My name is Paige Oliverio.
I'm with the Rain Catcher Austin pilot program, and we've been working on this pilot program in a small area of Austin for little over five years.
The area that was chosen to first pilot this program is connected to Waller Creek.
So we chose to use the watershed boundaries to pilot this program with 1500 residences in Austin.
The Rain Catcher pilot program is designed to educate neighbors about rainwater catchment, creek health, and also neighborhood resilience when you're connecting people to each other.
My name is Larry Morse Im Jessica Morse, and I have a lifetime love of gardening and planting and birds and all the insects.

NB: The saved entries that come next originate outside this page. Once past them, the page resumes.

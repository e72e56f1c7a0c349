//! Program output plumbing.
//!
//! The `io.print` host function routes through a [`PrintWriter`] chosen at
//! VM construction, so embedders and tests capture or redirect output
//! instead of scraping stdout.

use std::sync::{Arc, Mutex};

use crate::value::lock;

/// Trait for handling output from the `io.print` host function.
pub trait PrintWriter: Send {
    /// Called once per printed line, without a trailing newline.
    fn write_line(&mut self, line: &str);
}

/// Default writer: one `println!` per printed line.
#[derive(Debug, Default)]
pub struct StdPrint;

impl PrintWriter for StdPrint {
    fn write_line(&mut self, line: &str) {
        println!("{line}");
    }
}

/// Writer that collects output into a shared string, for tests and
/// embedders that post-process program output.
#[derive(Debug, Default)]
pub struct CollectStringPrint {
    buffer: Arc<Mutex<String>>,
}

impl CollectStringPrint {
    #[must_use]
    pub fn new() -> Self {
        Self::default()
    }

    /// Handle to the buffer; stays valid after the writer moves into the VM.
    #[must_use]
    pub fn handle(&self) -> Arc<Mutex<String>> {
        self.buffer.clone()
    }

    /// The output collected so far.
    #[must_use]
    pub fn contents(&self) -> String {
        lock(&self.buffer).clone()
    }
}

impl PrintWriter for CollectStringPrint {
    fn write_line(&mut self, line: &str) {
        let mut buffer = lock(&self.buffer);
        buffer.push_str(line);
        buffer.push('\n');
    }
}
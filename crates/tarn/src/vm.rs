//! The global VM.
//!
//! One [`Vm`] owns everything fibers share: the module registry (built-in
//! handlers plus one lazily evaluated handler per user module), the method
//! registry, the foreign-function registry, the tracer, and the print
//! writer. Evaluators — the entry evaluator and every fiber — hold it via
//! `Arc` and carry only their own scope stack.

use std::sync::{Arc, Mutex};

use ahash::AHashMap;
use smallvec::SmallVec;

use crate::{
    ast::Program,
    error::{RunError, RunResult},
    eval::Evaluator,
    foreign::ForeignRegistry,
    io::{PrintWriter, StdPrint},
    modules,
    registry::{MethodRegistry, ModuleHandler, ModuleRegistry, UserModuleHandler},
    tracer::{EvalTracer, NoopTracer},
    value::Value,
};

/// The shared evaluation context for one program.
pub struct Vm {
    methods: MethodRegistry,
    modules: ModuleRegistry,
    foreign: ForeignRegistry,
    user_modules: AHashMap<Arc<str>, Arc<UserModuleHandler>>,
    entry: Arc<str>,
    tracer: Arc<dyn EvalTracer>,
    print: Arc<Mutex<Box<dyn PrintWriter>>>,
}

impl Vm {
    /// Creates a VM with stdout printing and no tracing.
    #[must_use]
    pub fn new(program: Program) -> Arc<Self> {
        Self::with_io(program, Box::new(StdPrint), Arc::new(NoopTracer))
    }

    /// Creates a VM with a custom print writer and tracer.
    #[must_use]
    pub fn with_io(program: Program, print: Box<dyn PrintWriter>, tracer: Arc<dyn EvalTracer>) -> Arc<Self> {
        let methods = MethodRegistry::default();
        let module_registry = ModuleRegistry::default();
        let foreign = ForeignRegistry::new();
        let print = Arc::new(Mutex::new(print));
        modules::install(&foreign, &module_registry, print.clone());

        let mut user_modules: AHashMap<Arc<str>, Arc<UserModuleHandler>> = AHashMap::new();
        for module in program.modules {
            let handler = Arc::new(UserModuleHandler::new(module));
            module_registry.register(handler.clone());
            user_modules.insert(Arc::from(handler.path()), handler);
        }

        Arc::new(Self {
            methods,
            modules: module_registry,
            foreign,
            user_modules,
            entry: program.entry,
            tracer,
            print,
        })
    }

    /// Evaluates the entry module and returns the program's final value.
    ///
    /// When the entry module defines `main()`, its return value is the
    /// program result; otherwise the value of the module body's final
    /// statement is.
    pub fn run(self: &Arc<Self>) -> RunResult<Value> {
        let Some(handler) = self.user_modules.get(&self.entry).cloned() else {
            panic!("entry module '{}' is not part of the program", self.entry)
        };
        let loaded = handler.ensure_loaded(self)?;
        if let Some(Value::Closure(main)) = loaded.scope.lookup("main") {
            let evaluator = Evaluator::new(self.clone());
            return evaluator.call_closure(&main, SmallVec::new(), None);
        }
        Ok(loaded.value)
    }

    /// Registers an embedder-provided native function.
    ///
    /// A convenience over [`Vm::foreign`] that surfaces duplicate keys as a
    /// runtime error.
    pub fn register_foreign(&self, key: &str, f: crate::foreign::ForeignFn) -> RunResult<()> {
        self.foreign
            .register(key, f)
            .map_err(|dup| RunError::panic(dup.to_string(), None))
    }

    #[must_use]
    pub fn methods(&self) -> &MethodRegistry {
        &self.methods
    }

    #[must_use]
    pub fn modules(&self) -> &ModuleRegistry {
        &self.modules
    }

    #[must_use]
    pub fn foreign(&self) -> &ForeignRegistry {
        &self.foreign
    }

    #[must_use]
    pub fn tracer(&self) -> &Arc<dyn EvalTracer> {
        &self.tracer
    }

    /// The writer `io.print` routes through.
    #[must_use]
    pub fn print_writer(&self) -> &Arc<Mutex<Box<dyn PrintWriter>>> {
        &self.print
    }
}

impl std::fmt::Debug for Vm {
    fn fmt(&self, f: &mut std::fmt::Formatter<'_>) -> std::fmt::Result {
        f.debug_struct("Vm")
            .field("entry", &self.entry)
            .field("user_modules", &self.user_modules.len())
            .finish_non_exhaustive()
    }
}
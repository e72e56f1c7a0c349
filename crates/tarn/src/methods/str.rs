//! The `Str` method set.

use std::sync::Arc;

use unicode_segmentation::UnicodeSegmentation;

use crate::{
    error::{CodeLoc, RunResult},
    types::Type,
    value::Value,
};

pub(super) fn call(recv: &Arc<str>, method: &str, args: &[Value], loc: CodeLoc) -> RunResult<Value> {
    let _ = loc;
    match method {
        // Grapheme count, consistent with string iteration.
        "size" => Ok(Value::Int(recv.graphemes(true).count() as i64)),
        "is_empty" => Ok(Value::Bool(recv.is_empty())),
        "contains" => Ok(Value::Bool(recv.contains(&*args[0].as_str()))),
        "starts_with" => Ok(Value::Bool(recv.starts_with(&*args[0].as_str()))),
        "trim" => Ok(Value::str(recv.trim())),
        "split" => {
            let sep = args[0].as_str();
            let pieces: Vec<Value> = if sep.is_empty() {
                recv.graphemes(true).map(Value::str).collect()
            } else {
                recv.split(&*sep).map(Value::str).collect()
            };
            Ok(Value::list(Type::Str, pieces))
        }
        "to_str" => Ok(Value::Str(recv.clone())),
        other => panic!("Str has no method '{other}'"),
    }
}
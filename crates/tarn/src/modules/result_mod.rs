//! The `result` module: `Result<V, E>` constructors.

use std::sync::Arc;

use crate::{foreign::ForeignRegistry, value::Value};

pub(super) fn register(foreign: &ForeignRegistry) {
    foreign
        .register(
            "result.ok",
            Arc::new(|args, ret| Ok(Value::ok(args[0].clone()).refined(ret))),
        )
        .expect("result bindings are unique on a fresh registry");

    foreign
        .register(
            "result.err",
            Arc::new(|args, ret| Ok(Value::err(args[0].clone()).refined(ret))),
        )
        .expect("result bindings are unique on a fresh registry");
}
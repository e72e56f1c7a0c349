//! The `env` module: read access to the process environment.

use std::sync::Arc;

use crate::{foreign::ForeignRegistry, types::Type, value::Value};

pub(super) fn register(foreign: &ForeignRegistry) {
    foreign
        .register(
            "env.get",
            Arc::new(|args, _ret| {
                let name = args[0].as_str();
                Ok(match std::env::var(&*name) {
                    Ok(value) => Value::some(Value::str(value)),
                    Err(_) => Value::none_of(Type::Str),
                })
            }),
        )
        .expect("env bindings are unique on a fresh registry");

    foreign
        .register(
            "env.has",
            Arc::new(|args, _ret| {
                let name = args[0].as_str();
                Ok(Value::Bool(std::env::var_os(&*name).is_some()))
            }),
        )
        .expect("env bindings are unique on a fresh registry");
}
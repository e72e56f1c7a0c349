//! The foreign-function registry: the core's bridge to the host.
//!
//! Natives are registered under `"module.symbol"` keys at startup (built-in
//! host modules) and by the embedder. Calls are wrapped in panic recovery so
//! no native unwind crosses the boundary untransformed: when the declared
//! return type is a `Result`, a native panic becomes `Result::err` carrying
//! the binding key; otherwise it re-raises as a runtime panic with the same
//! prefix.

use std::{
    fmt,
    panic::{self, AssertUnwindSafe},
    sync::{Arc, RwLock},
};

use ahash::AHashMap;

use crate::{
    error::{RunError, RunResult},
    types::Type,
    value::Value,
};

/// Signature of a native function: pre-evaluated arguments plus the
/// declared return type of the call site.
pub type ForeignFn = Arc<dyn Fn(&[Value], &Type) -> RunResult<Value> + Send + Sync>;

/// Error returned when a binding key is already taken.
#[derive(Debug, Clone, PartialEq, Eq)]
pub struct DuplicateBinding(pub String);

impl fmt::Display for DuplicateBinding {
    fn fmt(&self, f: &mut fmt::Formatter<'_>) -> fmt::Result {
        write!(f, "foreign function '{}' is already registered", self.0)
    }
}

impl std::error::Error for DuplicateBinding {}

/// Thread-safe `"module.symbol"` to native function table.
///
/// Registration happens at startup (and from the embedder); lookups take
/// the read path, so fibers call concurrently without contention.
#[derive(Default)]
pub struct ForeignRegistry {
    table: RwLock<AHashMap<String, ForeignFn>>,
}

impl ForeignRegistry {
    #[must_use]
    pub fn new() -> Self {
        Self::default()
    }

    /// Registers a native under `key`, rejecting duplicates.
    pub fn register(&self, key: impl Into<String>, f: ForeignFn) -> Result<(), DuplicateBinding> {
        let key = key.into();
        let mut table = self.table.write().unwrap_or_else(std::sync::PoisonError::into_inner);
        if table.contains_key(&key) {
            return Err(DuplicateBinding(key));
        }
        table.insert(key, f);
        Ok(())
    }

    /// Whether a native is bound under `key`.
    #[must_use]
    pub fn is_registered(&self, key: &str) -> bool {
        self.table
            .read()
            .unwrap_or_else(std::sync::PoisonError::into_inner)
            .contains_key(key)
    }

    /// Invokes the native bound under `key` with panic recovery.
    pub fn call(&self, key: &str, args: &[Value], declared_ret: &Type) -> RunResult<Value> {
        let native = {
            let table = self.table.read().unwrap_or_else(std::sync::PoisonError::into_inner);
            table.get(key).cloned()
        };
        let Some(native) = native else {
            return Err(RunError::panic(
                format!("no foreign function registered for '{key}'"),
                None,
            ));
        };

        match panic::catch_unwind(AssertUnwindSafe(|| native(args, declared_ret))) {
            Ok(result) => result,
            Err(payload) => {
                let message = panic_payload_message(payload.as_ref());
                if declared_ret.is_result() {
                    Ok(Value::err(Value::str(format!(
                        "panic in FFI function '{key}': {message}"
                    ))))
                } else {
                    Err(RunError::ffi_panic(key, &message))
                }
            }
        }
    }
}

impl fmt::Debug for ForeignRegistry {
    fn fmt(&self, f: &mut fmt::Formatter<'_>) -> fmt::Result {
        let table = self.table.read().unwrap_or_else(std::sync::PoisonError::into_inner);
        f.debug_struct("ForeignRegistry")
            .field("bindings", &table.len())
            .finish()
    }
}

/// Extracts the human-readable message from a panic payload.
pub(crate) fn panic_payload_message(payload: &(dyn std::any::Any + Send)) -> String {
    if let Some(s) = payload.downcast_ref::<&str>() {
        (*s).to_owned()
    } else if let Some(s) = payload.downcast_ref::<String>() {
        s.clone()
    } else {
        "unknown panic".to_owned()
    }
}
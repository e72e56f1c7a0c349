//! The type vocabulary the checker hands to the evaluator.
//!
//! The evaluator consumes these kinds but never invents them: every
//! expression node in the program tree arrives with a fully resolved
//! [`Type`], and dispatch (method tables, match flavours, union arms)
//! depends on the distinctions being preserved.

use std::{fmt, sync::Arc};

use indexmap::IndexMap;

use crate::{ast::Block, error::CodeLoc};

/// Identity of a struct definition, assigned by the checker.
///
/// Method-registry keys use this id rather than the struct name so that
/// same-named structs from different modules never collide.
#[derive(Debug, Clone, Copy, PartialEq, Eq, Hash, PartialOrd, Ord)]
pub struct StructId(pub u32);

/// A fully resolved type.
///
/// `Generic` survives into the runtime only for values built through the
/// generic constructors (`maybe::none()` returns `Maybe<T>`); the evaluator
/// narrows it at the binding point via [`crate::Value::refined`].
#[derive(Debug, Clone)]
pub enum Type {
    Int,
    Float,
    Bool,
    Str,
    Void,
    List(Box<Type>),
    Map(Box<Type>, Box<Type>),
    Maybe(Box<Type>),
    Result(Box<Type>, Box<Type>),
    Struct(Arc<StructDef>),
    Enum(Arc<EnumDef>),
    Function(Arc<FunctionSig>),
    /// Disjunction of concrete types; used only for pattern dispatch.
    Union(Vec<Type>),
    /// Erased host value, typically JSON-shaped data.
    Dynamic,
    /// Handle returned by the fiber primitives, parameterised by the result.
    Fiber(Box<Type>),
    /// An unresolved type parameter.
    Generic(Arc<str>),
}

impl Type {
    /// Shorthand for `Maybe<T>`.
    #[must_use]
    pub fn maybe(inner: Self) -> Self {
        Self::Maybe(Box::new(inner))
    }

    /// Shorthand for `Result<V, E>`.
    #[must_use]
    pub fn result(value: Self, error: Self) -> Self {
        Self::Result(Box::new(value), Box::new(error))
    }

    /// Shorthand for `List<T>`.
    #[must_use]
    pub fn list(elem: Self) -> Self {
        Self::List(Box::new(elem))
    }

    /// Shorthand for `Map<K, V>`.
    #[must_use]
    pub fn map(key: Self, value: Self) -> Self {
        Self::Map(Box::new(key), Box::new(value))
    }

    /// Whether this is a `Result<_, _>` type.
    ///
    /// The FFI layer consults this to decide whether a native panic can be
    /// absorbed as `Result::err`.
    #[must_use]
    pub fn is_result(&self) -> bool {
        matches!(self, Self::Result(_, _))
    }

    /// Whether this is a `Maybe<_>` type.
    #[must_use]
    pub fn is_maybe(&self) -> bool {
        matches!(self, Self::Maybe(_))
    }

    /// The display name, as used by union-match dispatch and diagnostics.
    ///
    /// Concrete names are stable: primitives use their keyword, aggregates
    /// render their parameters, and nominal types use their declared name.
    #[must_use]
    pub fn name(&self) -> String {
        match self {
            Self::Int => "Int".to_owned(),
            Self::Float => "Float".to_owned(),
            Self::Bool => "Bool".to_owned(),
            Self::Str => "Str".to_owned(),
            Self::Void => "Void".to_owned(),
            Self::List(elem) => format!("List<{}>", elem.name()),
            Self::Map(key, value) => format!("Map<{}, {}>", key.name(), value.name()),
            Self::Maybe(inner) => format!("Maybe<{}>", inner.name()),
            Self::Result(value, error) => format!("Result<{}, {}>", value.name(), error.name()),
            Self::Struct(def) => def.name.to_string(),
            Self::Enum(def) => def.name.to_string(),
            Self::Function(sig) => sig.name(),
            Self::Union(members) => members
                .iter()
                .map(Self::name)
                .collect::<Vec<_>>()
                .join(" | "),
            Self::Dynamic => "Dynamic".to_owned(),
            Self::Fiber(inner) => format!("Fiber<{}>", inner.name()),
            Self::Generic(name) => name.to_string(),
        }
    }
}

impl PartialEq for Type {
    fn eq(&self, other: &Self) -> bool {
        match (self, other) {
            (Self::Int, Self::Int)
            | (Self::Float, Self::Float)
            | (Self::Bool, Self::Bool)
            | (Self::Str, Self::Str)
            | (Self::Void, Self::Void)
            | (Self::Dynamic, Self::Dynamic) => true,
            (Self::List(a), Self::List(b)) | (Self::Maybe(a), Self::Maybe(b)) | (Self::Fiber(a), Self::Fiber(b)) => {
                a == b
            }
            (Self::Map(ak, av), Self::Map(bk, bv)) => ak == bk && av == bv,
            (Self::Result(av, ae), Self::Result(bv, be)) => av == bv && ae == be,
            // Nominal types compare by identity, never structurally.
            (Self::Struct(a), Self::Struct(b)) => a.id == b.id,
            (Self::Enum(a), Self::Enum(b)) => a.name == b.name,
            (Self::Function(a), Self::Function(b)) => a.params == b.params && a.ret == b.ret,
            (Self::Union(a), Self::Union(b)) => a == b,
            (Self::Generic(a), Self::Generic(b)) => a == b,
            _ => false,
        }
    }
}

impl fmt::Display for Type {
    fn fmt(&self, f: &mut fmt::Formatter<'_>) -> fmt::Result {
        f.write_str(&self.name())
    }
}

/// The signature part of a function type.
#[derive(Debug, Clone, PartialEq)]
pub struct FunctionSig {
    pub params: Vec<Type>,
    pub ret: Type,
}

impl FunctionSig {
    fn name(&self) -> String {
        let params = self
            .params
            .iter()
            .map(Type::name)
            .collect::<Vec<_>>()
            .join(", ");
        format!("({params}) -> {}", self.ret.name())
    }
}

/// A declared function parameter. The name doubles as the argument label.
#[derive(Debug, Clone)]
pub struct Param {
    pub name: Arc<str>,
    pub ty: Type,
}

impl Param {
    pub fn new(name: impl Into<Arc<str>>, ty: Type) -> Self {
        Self {
            name: name.into(),
            ty,
        }
    }
}

/// A user-defined function, method, or static function.
///
/// For methods the receiver is *not* part of `params`; method registration
/// prepends it under the reserved `@` name when the closure is built.
#[derive(Debug)]
pub struct FunctionDef {
    pub name: Arc<str>,
    /// Whether the definition is reachable from outside its module.
    pub public: bool,
    pub params: Vec<Param>,
    pub ret: Type,
    pub body: Block,
    pub loc: CodeLoc,
}

/// A declared foreign function, resolved through the foreign-function
/// registry at call time by its `"module.symbol"` binding key.
#[derive(Debug)]
pub struct ExternalFunctionDef {
    pub name: Arc<str>,
    pub public: bool,
    pub params: Vec<Param>,
    pub ret: Type,
    pub binding: Arc<str>,
}

/// A named record type: fields, methods, and static functions.
#[derive(Debug)]
pub struct StructDef {
    pub id: StructId,
    pub name: Arc<str>,
    pub public: bool,
    /// Field name to type, in declaration order.
    pub fields: IndexMap<String, Type>,
    pub methods: Vec<Arc<FunctionDef>>,
    pub statics: Vec<Arc<FunctionDef>>,
}

/// A named tagged union. Variants are ordered and referenced by tag.
#[derive(Debug)]
pub struct EnumDef {
    pub name: Arc<str>,
    pub public: bool,
    pub variants: Vec<Arc<str>>,
    /// Per-variant `to_str` replacements for enums that override the default
    /// variant-name rendering.
    pub display_overrides: Option<Vec<Arc<str>>>,
}

impl EnumDef {
    /// The `to_str` rendering for a variant tag.
    ///
    /// # Panics
    /// Panics when the tag is out of range; the checker only emits valid
    /// tags, so this indicates a malformed program tree.
    #[must_use]
    pub fn display_name(&self, tag: usize) -> Arc<str> {
        if let Some(overrides) = &self.display_overrides {
            return overrides[tag].clone();
        }
        self.variants[tag].clone()
    }
}
//! The `io` module: program output through the VM's print writer.

use std::sync::{Arc, Mutex};

use crate::{foreign::ForeignRegistry, io::PrintWriter, value::{Value, lock}};

pub(super) fn register(foreign: &ForeignRegistry, print: Arc<Mutex<Box<dyn PrintWriter>>>) {
    foreign
        .register(
            "io.print",
            Arc::new(move |args, _ret| {
                let line = args[0].as_str();
                lock(&print).write_line(&line);
                Ok(Value::Void)
            }),
        )
        .expect("io bindings are unique on a fresh registry");
}
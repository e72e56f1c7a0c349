//! The `maybe` module: `Maybe<T>` constructors.

use std::sync::Arc;

use crate::{foreign::ForeignRegistry, value::Value};

pub(super) fn register(foreign: &ForeignRegistry) {
    foreign
        .register(
            "maybe.some",
            Arc::new(|args, ret| Ok(Value::some(args[0].clone()).refined(ret))),
        )
        .expect("maybe bindings are unique on a fresh registry");

    foreign
        .register("maybe.none", Arc::new(|_args, ret| Ok(Value::none().refined(ret))))
        .expect("maybe bindings are unique on a fresh registry");
}
//! Built-in method dispatch.
//!
//! Every primitive and aggregate type carries a fixed method set; struct
//! receivers go through the VM's method registry instead, and enum
//! receivers special-case `to_str`. Dispatch keys on the receiver's runtime
//! tag — the checker has already verified the method exists for the static
//! type, so an unknown name here is a toolchain bug.

use crate::{
    args::{ArgValues, into_values},
    error::{CodeLoc, RunResult},
    eval::Evaluator,
    types::Type,
    value::Value,
};

pub(crate) mod fiber;
pub(crate) mod list;
pub(crate) mod map;
pub(crate) mod maybe;
pub(crate) mod number;
pub(crate) mod result;
pub(crate) mod str;

/// Dispatches an instance method call on `recv`.
pub(crate) fn dispatch(
    ev: &Evaluator,
    recv: &Value,
    method: &str,
    args: ArgValues,
    ret: &Type,
    loc: CodeLoc,
) -> RunResult<Value> {
    match recv {
        Value::Str(s) => str::call(s, method, &into_values(args), loc),
        Value::Int(_) | Value::Float(_) | Value::Bool(_) => number::call(recv, method, loc),
        Value::List(cell) => list::call(ev, cell, method, into_values(args), loc),
        Value::Map(cell) => map::call(cell, method, into_values(args)),
        Value::Maybe(cell) => maybe::call(cell, method, into_values(args)),
        Value::Result(cell) => result::call(ev, cell, method, &into_values(args), loc),
        Value::Fiber(cell) => fiber::call(ev, cell, method),
        Value::Struct(cell) => {
            let def = crate::value::lock(cell).def.clone();
            let Some(closure) = ev.vm().methods().lookup_method(def.id, method) else {
                panic!("struct {} has no method '{method}'", def.name)
            };
            ev.call_method(&closure, recv.clone(), args, Some(loc))
        }
        Value::Enum(value) => match method {
            "to_str" => {
                let _ = ret;
                Ok(Value::str(value.def.display_name(value.tag)))
            }
            other => panic!("enum {} has no method '{other}'", value.def.name),
        },
        other => panic!("no methods on {} values", other.kind_name()),
    }
}
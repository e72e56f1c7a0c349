//! Fibers: coarse-grained concurrent evaluator instances.
//!
//! Each fiber runs on its own OS thread with a fresh evaluator stack,
//! sharing the global VM (module scopes, method registry, foreign
//! functions). Within a fiber evaluation is single-threaded and
//! synchronous; the platform scheduler interleaves fibers preemptively.
//!
//! Panics are isolated at the fiber boundary: an uncaught panic is reported
//! through the tracer and the fiber's `join()` still completes. The value of
//! a panicked fiber is `Void`.

use std::{
    sync::{
        Arc, Mutex,
        atomic::{AtomicU64, Ordering},
    },
    thread::JoinHandle,
    time::Duration,
};

use smallvec::SmallVec;

use crate::{
    closure::Closure,
    error::{RunError, RunResult},
    eval::Evaluator,
    types::Type,
    value::{Value, lock},
    vm::Vm,
};

static NEXT_FIBER_ID: AtomicU64 = AtomicU64::new(1);

/// Handle to a spawned fiber. The only observable operations are `join()`
/// and, for fibers started through `async.eval`, `get()`.
#[derive(Debug)]
pub struct FiberCell {
    id: u64,
    result_ty: Type,
    state: Mutex<FiberState>,
}

#[derive(Debug)]
enum FiberState {
    Running(JoinHandle<RunResult<Value>>),
    Done(Value),
}

impl FiberCell {
    #[must_use]
    pub fn id(&self) -> u64 {
        self.id
    }

    /// The result type the fiber's closure computes.
    #[must_use]
    pub fn result_type(&self) -> &Type {
        &self.result_ty
    }
}

/// Spawns a fiber evaluating `closure` with no arguments.
///
/// The closure must be nullary with no mutable free captures; the checker
/// enforces this, so the runtime does not re-verify it.
pub fn spawn(vm: &Arc<Vm>, closure: Arc<Closure>, result_ty: Type) -> RunResult<Value> {
    let id = NEXT_FIBER_ID.fetch_add(1, Ordering::Relaxed);
    let thread_vm = vm.clone();
    let handle = std::thread::Builder::new()
        .name(format!("tarn-fiber-{id}"))
        .spawn(move || {
            thread_vm.tracer().on_fiber_start(id);
            let evaluator = Evaluator::new(thread_vm);
            evaluator.call_closure(&closure, SmallVec::new(), None)
        })
        .map_err(|e| RunError::panic(format!("failed to spawn fiber: {e}"), None))?;

    Ok(Value::Fiber(Arc::new(FiberCell {
        id,
        result_ty,
        state: Mutex::new(FiberState::Running(handle)),
    })))
}

/// Waits for the fiber to finish. Always completes; a panicked fiber is
/// reported through the tracer and leaves `Void` behind.
pub fn join(cell: &Arc<FiberCell>, vm: &Vm) {
    let mut state = lock(&cell.state);
    let current = std::mem::replace(&mut *state, FiberState::Done(Value::Void));
    match current {
        FiberState::Running(handle) => {
            let value = match handle.join() {
                Ok(Ok(value)) => value,
                Ok(Err(err)) => {
                    vm.tracer().on_fiber_panic(cell.id, &err.message);
                    Value::Void
                }
                // The fiber thread died on a native panic (an invariant
                // violation, not a language-level failure). Isolate it all
                // the same: the host must not go down with the fiber.
                Err(payload) => {
                    vm.tracer()
                        .on_fiber_panic(cell.id, &crate::foreign::panic_payload_message(payload.as_ref()));
                    Value::Void
                }
            };
            vm.tracer().on_fiber_join(cell.id);
            *state = FiberState::Done(value);
        }
        done @ FiberState::Done(_) => *state = done,
    }
}

/// The fiber's computed value, joining first when still running.
pub fn get(cell: &Arc<FiberCell>, vm: &Vm) -> Value {
    join(cell, vm);
    match &*lock(&cell.state) {
        FiberState::Done(value) => value.clone(),
        FiberState::Running(_) => unreachable!("fiber still running after join"),
    }
}

/// Cooperative sleep of the current fiber.
pub fn sleep(millis: i64) {
    if millis > 0 {
        #[expect(clippy::cast_sign_loss, reason = "guarded non-negative")]
        std::thread::sleep(Duration::from_millis(millis as u64));
    }
}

And so 20 years ago or more, I actually put in a complete xeriscape with native plants in the front yard.
And as we were having more difficulty with flooding, I heard about this program and I thought it would help me have water for all my native plants, and it would also help with rain mitigation, flood mitigation for me and for the neighborhood in Central Texas.
The rain patterns all come rain all at one time, maybe 1 to 3in at a time, and then no rain for several months.
So when we're capturing that optimal window of rain from anywhere from like one inch of rain to three inches of rain, that's going to give us enough rain in storage tanks to last for several months, to support trees throughout a drought, and to keep the soil healthy and rich.
Systems in central Austin are sized for the amount of impervious cover, the amount of hard surfaces that you have on your property, like roofs and sidewalks, decks, driveways.
For the typical.
The average house in central Austin that kind of square footage would dictate usually between, catching 1500 to 3000 gallons of water in some way on your property, holding it and letting it soak in.
We do that with a combination of rain tanks and rain gardens.
So this is a very interesting, grand experiment we did in the front yard.
We have three cisterns, a large one in the front yard, and when it overflows, there are pipes running underground under our path that lead to this basin in the front yard.
And so every so often, if we get, I think it's 2 or 3in of rain or more, it will overflow.
And we'll have for about 24 hours water in that basin when there's not rain and there's not water in the basin.
There are lovely plants, and those plants are selected so that they can withstand that temporary flooding quite often, if it's possible on a property.
We encourage people to plant new trees that help shade the street.
They help mitigate heat island and add beauty to the walking areas and the public areas of the neighborhoods.
With the kind of weather that we get in central Texas.
It's really hard to offset the flash flooding that's typical to this region, and programs like this would not be able to address flooding in that way.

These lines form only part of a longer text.